Based on the cumulative production curve, formation pressure distribution diagram, and pressure derivative curve, the well spacing for the primary development of Class I wells was 800–1,000 m, while that of Class II wells was 600–800 m, and that of Class III wells was 200–400 m.

4  Calculation of Well Spacing for Primary Development Based on the Inverse Dynamic Reserve Algorithm

Our numerical simulation model could determine the well spacing for the primary development of different types of gas wells. Consequently, when the geological parameters and production parameters were complete, the inverse dynamic reserve algorithm could determine the well spacing for primary development more reliably. Based on the dynamic reserve method, single-well dynamic reserves were estimated to obtain the effective seepage area of the gas well within the well control range. Combined with the distribution characteristics of the reservoir and channel width, the well drainage boundary was adjusted to obtain a method for determining the drainage range of the narrow channel reservoir (Fig. 10).

images

Figure 10: Equivalent diagram of different drainage areas

Combining the experimental results of threshold pressure gradient and stress sensitivity with the numerical simulation model of fractured horizontal wells showed that the pressure propagation of Classes I and II wells generally reached the boundary, i.e., 2(Rv + Xf) > Lr. According to the channel width and total area, the well spacing was equivalent to a rectangle.

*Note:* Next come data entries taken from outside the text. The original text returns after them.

//! Component types.
//!
//! A [`ComponentType`] is everything derived once per tag at definition
//! time: the flattened description, the lifecycle table, the attribute
//! schema, the pre-bound event types and the shared stylesheet set. Every
//! instance of the tag holds an `Arc` to the same type.

use std::fmt;
use std::sync::Arc;

use super::fragment::{Field, Fragment};
use super::flatten::{self, FlattenedDescription};
use super::lifecycle::LifecycleTable;
use super::schema::AttributeSchema;
use crate::error::ConfigurationError;
use crate::render::{Renderer, StyleSheet};
use crate::value::Value;

/// Options accepted by [`Registry::define`](crate::registry::Registry::define).
#[derive(Debug, Clone, Default)]
pub struct DefineOptions {
    /// Fragments merged between the defaults and the own description.
    pub mixins: Vec<Fragment>,
    /// Native element a customized built-in extends, e.g. `button`.
    pub extends: Option<String>,
}

impl DefineOptions {
    pub fn new() -> Self {
        Self::default()
    }

    pub fn mixin(mut self, mixin: Fragment) -> Self {
        self.mixins.push(mixin);
        self
    }

    pub fn mixins(mut self, mixins: impl IntoIterator<Item = Fragment>) -> Self {
        self.mixins.extend(mixins);
        self
    }

    pub fn extends(mut self, local_name: impl Into<String>) -> Self {
        self.extends = Some(local_name.into());
        self
    }
}

/// One stylesheet per fragment that declares styles, in fragment order.
fn collect_stylesheets(chain: &[&Fragment]) -> Result<Vec<Arc<StyleSheet>>, ConfigurationError> {
    let mut sheets = Vec::new();
    for (fragment, field) in chain
        .iter()
        .enumerate()
        .filter_map(|(index, fragment)| Some((index, fragment.get("styles")?)))
    {
        let rules = match field {
            Field::Styles(texts) => texts.concat(),
            Field::Data(Value::String(text)) => text.clone(),
            Field::Data(Value::List(items)) => items
                .iter()
                .map(|item| item.as_str().ok_or(ConfigurationError::StylesNotText { fragment }))
                .collect::<Result<String, _>>()?,
            _ => return Err(ConfigurationError::StylesNotText { fragment }),
        };
        if !rules.is_empty() {
            sheets.push(Arc::new(StyleSheet::new(rules)));
        }
    }
    Ok(sheets)
}

/// The immutable, shared definition of a tag.
pub struct ComponentType {
    name: String,
    extends: Option<String>,
    description: FlattenedDescription,
    lifecycle: LifecycleTable,
    schema: AttributeSchema,
    events: Vec<String>,
    stylesheets: Arc<[Arc<StyleSheet>]>,
    renderer: Arc<dyn Renderer>,
}

impl ComponentType {
    /// Flatten `[defaults, mixins..., own]` and derive the type.
    pub fn build(
        name: &str,
        own: Fragment,
        options: DefineOptions,
        renderer: Arc<dyn Renderer>,
    ) -> Result<Self, ConfigurationError> {
        let defaults = flatten::defaults();
        let chain = flatten::fragment_chain(&defaults, &options.mixins, &own);

        let description = flatten::flatten(&chain)?;
        let schema = AttributeSchema::resolve(description.attrs())?;
        let lifecycle = LifecycleTable::collect(&chain);
        let events = description.event_types();
        let stylesheets = collect_stylesheets(&chain)?.into();

        Ok(Self {
            name: name.to_owned(),
            extends: options.extends.map(|local| local.to_ascii_lowercase()),
            description,
            lifecycle,
            schema,
            events,
            stylesheets,
            renderer,
        })
    }

    /// The tag this type is registered under.
    pub fn name(&self) -> &str {
        &self.name
    }

    pub fn extends(&self) -> Option<&str> {
        self.extends.as_deref()
    }

    pub fn description(&self) -> &FlattenedDescription {
        &self.description
    }

    pub fn lifecycle(&self) -> &LifecycleTable {
        &self.lifecycle
    }

    pub fn schema(&self) -> &AttributeSchema {
        &self.schema
    }

    pub fn observed_attributes(&self) -> &[String] {
        self.schema.observed_attributes()
    }

    /// Event types bound on every instance, one listener each.
    pub fn event_types(&self) -> &[String] {
        &self.events
    }

    pub fn stylesheets(&self) -> &[Arc<StyleSheet>] {
        &self.stylesheets
    }

    pub fn renderer(&self) -> &Arc<dyn Renderer> {
        &self.renderer
    }
}

impl fmt::Debug for ComponentType {
    fn fmt(&self, f: &mut fmt::Formatter<'_>) -> fmt::Result {
        f.debug_struct("ComponentType")
            .field("name", &self.name)
            .field("extends", &self.extends)
            .field("observed_attributes", &self.observed_attributes())
            .field("events", &self.events)
            .field("lifecycle", &self.lifecycle)
            .field("stylesheets", &self.stylesheets.len())
            .finish()
    }
}

#[cfg(test)]
mod tests {
    use super::*;
    use crate::component::fragment::AttrSpec;
    use crate::component::Lifecycle;
    use crate::render::MarkupRenderer;

    fn build(own: Fragment, options: DefineOptions) -> Result<ComponentType, ConfigurationError> {
        ComponentType::build("x-test", own, options, Arc::new(MarkupRenderer))
    }

    #[test]
    fn stylesheets_are_one_per_styled_fragment() {
        let plain = Fragment::new().data("size", 1);
        let styled = Fragment::new().styles(":host { display: block; }").styles("p { margin: 0; }");
        let own = Fragment::new().data("styles", Value::from(vec!["a {}", "b {}"]));

        let ty = build(own, DefineOptions::new().mixins([plain, styled])).unwrap();
        let rules: Vec<&str> = ty.stylesheets().iter().map(|sheet| sheet.rules()).collect();
        assert_eq!(rules, [":host { display: block; }p { margin: 0; }", "a {}b {}"]);
    }

    #[test]
    fn derives_schema_events_and_lifecycle() {
        let mixin = Fragment::new()
            .attr("selectedIndex", AttrSpec::number().with_default(0))
            .on_mount(|_| Ok(()))
            .handler("onkeydown", |_, _| Ok(()));
        let own = Fragment::new().on_mount(|_| Ok(())).handler("onclick", |_, _| Ok(()));

        let ty = build(own, DefineOptions::new().mixin(mixin).extends("BUTTON")).unwrap();
        assert_eq!(
            ty.observed_attributes(),
            ["hidden", "disabled", "selected-index"]
        );
        assert_eq!(ty.event_types(), ["keydown", "click"]);
        assert_eq!(ty.lifecycle().hooks(Lifecycle::Mount).len(), 2);
        assert_eq!(ty.extends(), Some("button"));
        assert_eq!(ty.name(), "x-test");
    }

    #[test]
    fn styles_must_be_text() {
        let mixin = Fragment::new().data("styles", 42);
        assert!(matches!(
            build(Fragment::new(), DefineOptions::new().mixin(mixin)),
            Err(ConfigurationError::StylesNotText { fragment: 1 })
        ));

        let own = Fragment::new().data("styles", vec![Value::from("a {}"), Value::from(1)]);
        assert!(matches!(
            build(own, DefineOptions::new()),
            Err(ConfigurationError::StylesNotText { fragment: 1 })
        ));
    }

    #[test]
    fn colliding_attributes_fail_at_build_time() {
        let own = Fragment::new().attr("isHidden", AttrSpec::boolean().attribute("hidden"));
        assert!(matches!(
            build(own, DefineOptions::new()),
            Err(ConfigurationError::AttributeCollision { .. })
        ));
    }
}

Most of the pressure waves of Class III wells did not reach the boundary, i.e., 2(Rv + Xf) ≤ Lr, which can be represented by an equivalent elliptical region for the well spacing. The numerical simulation model of Class III wells was used to calculate the ratio of well distance and terminal extrapolation distance in the profile direction, Rv/Re. Several years of production were subsequently simulated. With a 10% drop in the initial reservoir pressure as a certain pressure change contour, Rv/Re was calculated from the pressure profile for each year and averaged (Fig. 11). We obtained Rv/Re = 1.12, which provided a basis for determining the effective seepage area of the gas well in the next step.

images

Figure 11: Drainage areas of Class III wells at different times

From the dynamic reserves of a single well, the reserve control area can be determined as follows:

A=GBgi/(aϕhsgi) (6)

where A denotes the reserve control area (m2), sgi denotes the original gas saturation, h denotes the reservoir thickness (m), ϕ denotes the porosity, G denotes the dynamic reserves (m3), Bgi denotes the volume factor (m3/sm3), and a is the coefficient.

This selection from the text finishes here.